TASK DETAILS> Transcribe the listing below in its entirety.

DATA SECTION>
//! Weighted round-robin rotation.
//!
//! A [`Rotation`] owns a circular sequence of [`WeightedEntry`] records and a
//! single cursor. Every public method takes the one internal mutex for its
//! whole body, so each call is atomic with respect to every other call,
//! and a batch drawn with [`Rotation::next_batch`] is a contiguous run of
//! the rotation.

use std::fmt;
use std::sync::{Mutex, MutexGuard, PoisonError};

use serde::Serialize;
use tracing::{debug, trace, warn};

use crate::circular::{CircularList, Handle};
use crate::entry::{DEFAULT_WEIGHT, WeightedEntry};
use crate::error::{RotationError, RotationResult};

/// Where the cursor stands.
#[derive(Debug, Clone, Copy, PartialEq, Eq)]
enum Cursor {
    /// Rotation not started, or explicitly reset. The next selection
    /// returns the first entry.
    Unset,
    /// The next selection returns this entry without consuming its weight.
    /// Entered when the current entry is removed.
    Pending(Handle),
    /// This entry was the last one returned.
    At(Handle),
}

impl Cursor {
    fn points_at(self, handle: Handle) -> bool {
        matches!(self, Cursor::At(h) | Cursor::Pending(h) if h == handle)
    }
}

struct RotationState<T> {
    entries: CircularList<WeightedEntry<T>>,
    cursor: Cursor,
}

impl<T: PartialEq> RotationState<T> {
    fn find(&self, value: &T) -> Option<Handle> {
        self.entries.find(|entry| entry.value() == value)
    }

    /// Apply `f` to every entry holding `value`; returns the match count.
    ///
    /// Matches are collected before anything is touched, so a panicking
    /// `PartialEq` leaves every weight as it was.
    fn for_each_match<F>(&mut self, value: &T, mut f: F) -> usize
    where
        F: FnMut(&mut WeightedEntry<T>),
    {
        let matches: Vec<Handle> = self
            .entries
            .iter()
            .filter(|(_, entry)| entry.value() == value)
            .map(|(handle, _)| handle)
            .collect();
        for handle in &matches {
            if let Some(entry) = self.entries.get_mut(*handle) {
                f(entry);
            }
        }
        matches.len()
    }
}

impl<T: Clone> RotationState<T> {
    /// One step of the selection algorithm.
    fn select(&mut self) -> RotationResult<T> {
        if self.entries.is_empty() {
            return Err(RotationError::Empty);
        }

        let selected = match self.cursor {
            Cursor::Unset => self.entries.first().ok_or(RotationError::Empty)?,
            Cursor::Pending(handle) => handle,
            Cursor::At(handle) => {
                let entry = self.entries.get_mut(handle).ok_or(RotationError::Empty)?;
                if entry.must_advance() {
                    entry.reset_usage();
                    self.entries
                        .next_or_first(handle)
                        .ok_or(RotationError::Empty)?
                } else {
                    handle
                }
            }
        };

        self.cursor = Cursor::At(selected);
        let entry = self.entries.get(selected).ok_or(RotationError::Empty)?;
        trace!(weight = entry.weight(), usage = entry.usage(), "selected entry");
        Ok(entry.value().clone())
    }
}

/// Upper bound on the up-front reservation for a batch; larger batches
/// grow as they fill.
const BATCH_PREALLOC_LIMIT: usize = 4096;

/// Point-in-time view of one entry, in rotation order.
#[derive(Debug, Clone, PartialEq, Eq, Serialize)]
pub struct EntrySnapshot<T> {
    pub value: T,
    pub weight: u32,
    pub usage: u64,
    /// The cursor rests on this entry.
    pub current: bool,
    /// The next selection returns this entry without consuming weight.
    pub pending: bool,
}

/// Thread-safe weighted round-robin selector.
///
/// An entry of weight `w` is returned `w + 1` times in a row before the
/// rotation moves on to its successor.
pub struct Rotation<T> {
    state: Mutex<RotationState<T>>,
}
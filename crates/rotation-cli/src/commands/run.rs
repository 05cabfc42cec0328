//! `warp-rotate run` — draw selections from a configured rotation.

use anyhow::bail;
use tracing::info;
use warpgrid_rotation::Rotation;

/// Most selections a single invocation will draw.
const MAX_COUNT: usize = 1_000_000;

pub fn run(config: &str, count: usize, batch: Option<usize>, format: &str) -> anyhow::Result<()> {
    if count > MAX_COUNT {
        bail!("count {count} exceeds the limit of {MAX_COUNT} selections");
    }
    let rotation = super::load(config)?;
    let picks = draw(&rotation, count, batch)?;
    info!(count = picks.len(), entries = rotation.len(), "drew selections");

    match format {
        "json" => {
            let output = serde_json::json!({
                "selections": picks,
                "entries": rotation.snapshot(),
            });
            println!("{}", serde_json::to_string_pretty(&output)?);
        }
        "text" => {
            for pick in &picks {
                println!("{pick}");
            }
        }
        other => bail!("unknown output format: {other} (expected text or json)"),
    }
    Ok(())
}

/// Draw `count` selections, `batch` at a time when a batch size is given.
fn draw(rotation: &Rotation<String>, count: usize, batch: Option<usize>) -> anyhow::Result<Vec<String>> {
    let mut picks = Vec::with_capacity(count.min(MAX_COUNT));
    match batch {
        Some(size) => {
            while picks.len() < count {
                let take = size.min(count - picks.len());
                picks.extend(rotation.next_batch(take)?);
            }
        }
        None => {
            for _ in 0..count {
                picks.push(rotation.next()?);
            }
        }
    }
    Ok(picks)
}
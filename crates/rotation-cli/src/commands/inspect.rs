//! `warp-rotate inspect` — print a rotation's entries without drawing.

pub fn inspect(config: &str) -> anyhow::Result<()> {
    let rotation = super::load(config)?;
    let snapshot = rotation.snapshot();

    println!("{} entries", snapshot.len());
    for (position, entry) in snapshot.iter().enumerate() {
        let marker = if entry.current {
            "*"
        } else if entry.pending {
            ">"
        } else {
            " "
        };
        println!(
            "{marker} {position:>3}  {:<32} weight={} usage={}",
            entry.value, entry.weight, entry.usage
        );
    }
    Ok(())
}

ANSWER TO THIS EXERCISE>
//! Weighted round-robin rotation.
//!
//! A [`Rotation`] owns a circular sequence of [`WeightedEntry`] records and a
//! single cursor. Every public method takes the one internal mutex for its
//! whole body, so each call is atomic with respect to every other call,
//! and a batch drawn with [`Rotation::next_batch`] is a contiguous run of
//! the rotation.

use std::fmt;
use std::sync::{Mutex, MutexGuard, PoisonError};

use serde::Serialize;
use tracing::{debug, trace, warn};

use crate::circular::{CircularList, Handle};
use crate::entry::{DEFAULT_WEIGHT, WeightedEntry};
use crate::error::{RotationError, RotationResult};

/// Where the cursor stands.
#[derive(Debug, Clone, Copy, PartialEq, Eq)]
enum Cursor {
    /// Rotation not started, or explicitly reset. The next selection
    /// returns the first entry.
    Unset,
    /// The next selection returns this entry without consuming its weight.
    /// Entered when the current entry is removed.
    Pending(Handle),
    /// This entry was the last one returned.
    At(Handle),
}

impl Cursor {
    fn points_at(self, handle: Handle) -> bool {
        matches!(self, Cursor::At(h) | Cursor::Pending(h) if h == handle)
    }
}

struct RotationState<T> {
    entries: CircularList<WeightedEntry<T>>,
    cursor: Cursor,
}

impl<T: PartialEq> RotationState<T> {
    fn find(&self, value: &T) -> Option<Handle> {
        self.entries.find(|entry| entry.value() == value)
    }

    /// Apply `f` to every entry holding `value`; returns the match count.
    ///
    /// Matches are collected before anything is touched, so a panicking
    /// `PartialEq` leaves every weight as it was.
    fn for_each_match<F>(&mut self, value: &T, mut f: F) -> usize
    where
        F: FnMut(&mut WeightedEntry<T>),
    {
        let matches: Vec<Handle> = self
            .entries
            .iter()
            .filter(|(_, entry)| entry.value() == value)
            .map(|(handle, _)| handle)
            .collect();
        for handle in &matches {
            if let Some(entry) = self.entries.get_mut(*handle) {
                f(entry);
            }
        }
        matches.len()
    }
}

impl<T: Clone> RotationState<T> {
    /// One step of the selection algorithm.
    fn select(&mut self) -> RotationResult<T> {
        if self.entries.is_empty() {
            return Err(RotationError::Empty);
        }

        let selected = match self.cursor {
            Cursor::Unset => self.entries.first().ok_or(RotationError::Empty)?,
            Cursor::Pending(handle) => handle,
            Cursor::At(handle) => {
                let entry = self.entries.get_mut(handle).ok_or(RotationError::Empty)?;
                if entry.must_advance() {
                    entry.reset_usage();
                    self.entries
                        .next_or_first(handle)
                        .ok_or(RotationError::Empty)?
                } else {
                    handle
                }
            }
        };

        self.cursor = Cursor::At(selected);
        let entry = self.entries.get(selected).ok_or(RotationError::Empty)?;
        trace!(weight = entry.weight(), usage = entry.usage(), "selected entry");
        Ok(entry.value().clone())
    }
}

/// Upper bound on the up-front reservation for a batch; larger batches
/// grow as they fill.
const BATCH_PREALLOC_LIMIT: usize = 4096;

/// Point-in-time view of one entry, in rotation order.
#[derive(Debug, Clone, PartialEq, Eq, Serialize)]
pub struct EntrySnapshot<T> {
    pub value: T,
    pub weight: u32,
    pub usage: u64,
    /// The cursor rests on this entry.
    pub current: bool,
    /// The next selection returns this entry without consuming weight.
    pub pending: bool,
}

/// Thread-safe weighted round-robin selector.
///
/// An entry of weight `w` is returned `w + 1` times in a row before the
/// rotation moves on to its successor.
pub struct Rotation<T> {
    state: Mutex<RotationState<T>>,
}
filename crates/rotation-cli/src/commands/run.rs
repository 05cabfc42cec0328
//! `warp-rotate run` — draw selections from a configured rotation.

use anyhow::bail;
use tracing::info;
use warpgrid_rotation::Rotation;

/// Most selections a single invocation will draw.
const MAX_COUNT: usize = 1_000_000;

pub fn run(config: &str, count: usize, batch: Option<usize>, format: &str) -> anyhow::Result<()> {
    if count > MAX_COUNT {
        bail!("count {count} exceeds the limit of {MAX_COUNT} selections");
    }
    let rotation = super::load(config)?;
    let picks = draw(&rotation, count, batch)?;
    info!(count = picks.len(), entries = rotation.len(), "drew selections");

    match format {
        "json" => {
            let output = serde_json::json!({
                "selections": picks,
                "entries": rotation.snapshot(),
            });
            println!("{}", serde_json::to_string_pretty(&output)?);
        }
        "text" => {
            for pick in &picks {
                println!("{pick}");
            }
        }
        other => bail!("unknown output format: {other} (expected text or json)"),
    }
    Ok(())
}

/// Draw `count` selections, `batch` at a time when a batch size is given.
fn draw(rotation: &Rotation<String>, count: usize, batch: Option<usize>) -> anyhow::Result<Vec<String>> {
    let mut picks = Vec::with_capacity(count.min(MAX_COUNT));
    match batch {
        Some(size) => {
            while picks.len() < count {
                let take = size.min(count - picks.len());
                picks.extend(rotation.next_batch(take)?);
            }
        }
        None => {
            for _ in 0..count {
                picks.push(rotation.next()?);
            }
        }
    }
    Ok(picks)
}
filename crates/rotation-cli/src/commands/inspect.rs
//! `warp-rotate inspect` — print a rotation's entries without drawing.

pub fn inspect(config: &str) -> anyhow::Result<()> {
    let rotation = super::load(config)?;
    let snapshot = rotation.snapshot();

    println!("{} entries", snapshot.len());
    for (position, entry) in snapshot.iter().enumerate() {
        let marker = if entry.current {
            "*"
        } else if entry.pending {
            ">"
        } else {
            " "
        };
        println!(
            "{marker} {position:>3}  {:<32} weight={} usage={}",
            entry.value, entry.weight, entry.usage
        );
    }
    Ok(())
}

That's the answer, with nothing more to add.